§ Your objective: Scan the lines below for "reread" and copy the matches.

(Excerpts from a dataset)
+ + + + + + +

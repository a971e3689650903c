pub mod http;
pub mod udp;
#![cfg(test)]
//! Full-stack config snapshot: a real `JsonClient` against a canned HTTP
//! node double on localhost, persisted to a temporary directory.

use std::collections::HashMap;
use std::net::SocketAddr;

use nodectl_core::discovery::DiscoverySession;
use nodectl_protocols::http::JsonClient;
use serde_json::{Value, json};
use tokio::io::{AsyncReadExt, AsyncWriteExt};
use tokio::net::TcpListener;

/// Minimal HTTP/1.1 responder: GET path -> canned JSON, else 404.
async fn spawn_node_double(routes: HashMap<&'static str, Value>) -> SocketAddr {
    let listener = TcpListener::bind("127.0.0.1:0").await.unwrap();
    let addr = listener.local_addr().unwrap();

    tokio::spawn(async move {
        loop {
            let (mut stream, _) = match listener.accept().await {
                Ok(conn) => conn,
                Err(_) => break,
            };
            let routes = routes.clone();
            tokio::spawn(async move {
                let mut buf = vec![0u8; 2048];
                let len = stream.read(&mut buf).await.unwrap_or(0);
                let request = String::from_utf8_lossy(&buf[..len]).to_string();
                let path = request
                    .split_whitespace()
                    .nth(1)
                    .unwrap_or("/")
                    .to_string();

                let response = match routes.get(path.as_str()) {
                    Some(payload) => {
                        let body = payload.to_string();
                        format!(
                            "HTTP/1.1 200 OK\r\nContent-Type: application/json\r\nContent-Length: {}\r\nConnection: close\r\n\r\n{}",
                            body.len(),
                            body
                        )
                    }
                    None => {
                        "HTTP/1.1 404 Not Found\r\nContent-Length: 0\r\nConnection: close\r\n\r\n"
                            .to_string()
                    }
                };

                let _ = stream.write_all(response.as_bytes()).await;
                let _ = stream.shutdown().await;
            });
        }
    });

    addr
}

#[tokio::test]
async fn snapshot_against_a_live_http_double() {
    let routes: HashMap<&'static str, Value> = HashMap::from([
        ("/json/version", json!({"version": "2.10", "board": "GD32F450"})),
        ("/json/list", json!({"list": {"name": "node_486149"}})),
        (
            "/json/config/directory",
            json!({"files": {"artnet/params": {"size": 96}, "network": {"size": 48}}}),
        ),
        ("/json/artnet/params", json!({"universe": 1, "merge": "HTP"})),
        ("/json/network", json!({"dhcp": true})),
    ]);
    let addr = spawn_node_double(routes).await;
    let dir = tempfile::tempdir().unwrap();

    let client = JsonClient::new().unwrap();
    let session =
        DiscoverySession::for_authority(&client, addr.to_string(), dir.path().to_path_buf());
    let report = session.run().await.unwrap();

    assert!(report.is_clean(), "report: {report:?}");
    assert_eq!(report.tally.ok, 5);

    // Round-trip: what was persisted decodes back to what was served.
    let text = std::fs::read_to_string(dir.path().join("params.json")).unwrap();
    let reread: Value = serde_json::from_str(&text).unwrap();
    assert_eq!(reread, json!({"universe": 1, "merge": "HTP"}));

    for name in ["version.json", "list.json", "config_directory.json", "network.json"] {
        assert!(dir.path().join(name).is_file(), "missing {name}");
    }
}

#[tokio::test]
async fn missing_manifest_fails_the_session_without_entry_fetches() {
    let routes: HashMap<&'static str, Value> = HashMap::from([
        ("/json/version", json!({"version": "2.10"})),
        ("/json/list", json!({"list": {}})),
        // No /json/config/directory: the double answers 404.
    ]);
    let addr = spawn_node_double(routes).await;
    let dir = tempfile::tempdir().unwrap();

    let client = JsonClient::new().unwrap();
    let session =
        DiscoverySession::for_authority(&client, addr.to_string(), dir.path().to_path_buf());
    let report = session.run().await.unwrap();

    assert!(report.aborted);
    assert_eq!(report.tally.ok, 2);
    assert_eq!(report.tally.failed, 1);
    assert!(!dir.path().join("config_directory.json").exists());
}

+ + + + + + +

§ Completed task:
    let reread: Value = serde_json::from_str(&text).unwrap();
    assert_eq!(reread, json!({"universe": 1, "merge": "HTP"}));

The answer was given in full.